§ **What you should do**
Which lines in the data below contain the word "UserdataInjection"? Copy each of them.

** Extracted entries follows **

pub mod cidata;
pub mod clone;
pub mod config;
pub mod devices;
pub mod guestinfo;
pub mod metadata;
pub mod network;
pub mod report;
pub mod session;
pub mod transport;

#[cfg(test)]
mod fake;

use std::fmt;
use std::path::PathBuf;
use std::process::ExitStatus;
use std::str::FromStr;

use serde::{Deserialize, Serialize};

pub use clone::{CloneStage, Provisioner};
pub use config::{ConnectionConfig, ProvisionConfig};
pub use session::{Datastore, Inventory, Session};

#[derive(Debug, thiserror::Error)]
pub enum Error {
    #[error("failed to get template vm {name}: {source}")]
    TemplateNotFound {
        name: String,
        source: vsphere_api::Error,
    },

    #[error("failed to get vm folder {path}: {source}")]
    FolderNotFound {
        path: String,
        source: vsphere_api::Error,
    },

    #[error("failed to get datastore {name}: {source}")]
    DatastoreNotFound {
        name: String,
        source: vsphere_api::Error,
    },

    #[error("failed to list devices of template vm {template}: {source}")]
    DeviceEnumerationFailure {
        template: String,
        source: vsphere_api::Error,
    },

    #[error("failed to build device specification for {vm}: {source}")]
    Device {
        vm: String,
        source: vsphere_api::DeviceError,
    },

    #[error("failed to read properties of vm {vm}: {source}")]
    PropertyRead {
        vm: String,
        source: vsphere_api::Error,
    },

    #[error("system is missing genisoimage or mkisofs, can't generate userdata iso for {vm}")]
    ToolingUnavailable { vm: String },

    #[error("failed to locally write {path}: {source}")]
    WriteFailure {
        path: PathBuf,
        source: std::io::Error,
    },

    #[error("failed to run `{command}`: {source}")]
    ToolSpawn {
        command: String,
        source: std::io::Error,
    },

    #[error("error executing command `{command}`: {status}, output: `{output}`")]
    ToolExecutionFailure {
        command: String,
        status: ExitStatus,
        output: String,
    },

    #[error("failed to upload userdata iso to {path}: {source}")]
    UploadFailure {
        path: String,
        source: vsphere_api::Error,
    },

    #[error("template {template} has no vApp config; make sure the correct OVA was imported")]
    MissingGuestSchema { template: String },

    #[error("template {template} is missing required vApp properties {missing:?}")]
    IncompleteTemplate {
        template: String,
        missing: Vec<&'static str>,
    },

    #[error("template must have exactly one disk to resize, found {found}")]
    InvalidDiskCount { found: usize },

    #[error("invalid disk size {size_gb} GB")]
    InvalidDiskSize { size_gb: i64 },

    #[error("failed to get network {name}: {source}")]
    NetworkNotFound {
        name: String,
        source: vsphere_api::Error,
    },

    #[error("failed to clone template vm to {vm}: {source}")]
    CloneSubmitFailure {
        vm: String,
        source: vsphere_api::Error,
    },

    #[error("error when waiting for result of clone task for {vm}: {source}")]
    CloneTaskFailure {
        vm: String,
        source: vsphere_api::Error,
    },

    #[error("clone of {vm} was cancelled")]
    Cancelled { vm: String },

    #[error("failed to get virtual machine {vm} after cloning: {source}")]
    PostCloneLookupFailure {
        vm: String,
        source: vsphere_api::Error,
    },

    #[error("failed to delete userdata iso of machine {vm}: {source}")]
    DeleteFailure {
        vm: String,
        source: vsphere_api::Error,
    },

    #[error("error cleaning up {path}: {source}")]
    Cleanup {
        path: PathBuf,
        source: std::io::Error,
    },

    #[error("invalid configuration: {0}")]
    Config(String),
}

pub type Result<T> = std::result::Result<T, Error>;

/// Guest operating systems a template can run.
#[derive(Debug, Clone, Copy, PartialEq, Eq, Hash, Serialize, Deserialize)]
#[serde(rename_all = "lowercase")]
pub enum GuestOs {
    Coreos,
    Ubuntu,
    Centos,
}

/// How userdata reaches the guest on first boot.
#[derive(Debug, Clone, Copy, PartialEq, Eq)]
pub enum UserdataInjection {
    /// Base64 userdata written into the template's vApp properties.
    GuestInfo,
    /// A cloud-init NoCloud ISO attached as a cdrom.
    CdRom,
}

impl GuestOs {
    pub fn as_str(&self) -> &'static str {
        match self {
            Self::Coreos => "coreos",
            Self::Ubuntu => "ubuntu",
            Self::Centos => "centos",
        }
    }

    pub fn injection(&self) -> UserdataInjection {
        match self {
            Self::Coreos => UserdataInjection::GuestInfo,
            Self::Ubuntu | Self::Centos => UserdataInjection::CdRom,
        }
    }
}

impl fmt::Display for GuestOs {
    fn fmt(&self, f: &mut fmt::Formatter<'_>) -> fmt::Result {
        f.write_str(self.as_str())
    }
}

impl FromStr for GuestOs {
    type Err = Error;

    fn from_str(s: &str) -> Result<Self> {
        match s {
            "coreos" => Ok(Self::Coreos),
            "ubuntu" => Ok(Self::Ubuntu),
            "centos" => Ok(Self::Centos),
            other => Err(Error::Config(format!("unknown guest os: {other}"))),
        }
    }
}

** End of Extracted entries **

§ **Reply to the task**
pub enum UserdataInjection {
    pub fn injection(&self) -> UserdataInjection {
            Self::Coreos => UserdataInjection::GuestInfo,
            Self::Ubuntu | Self::Centos => UserdataInjection::CdRom,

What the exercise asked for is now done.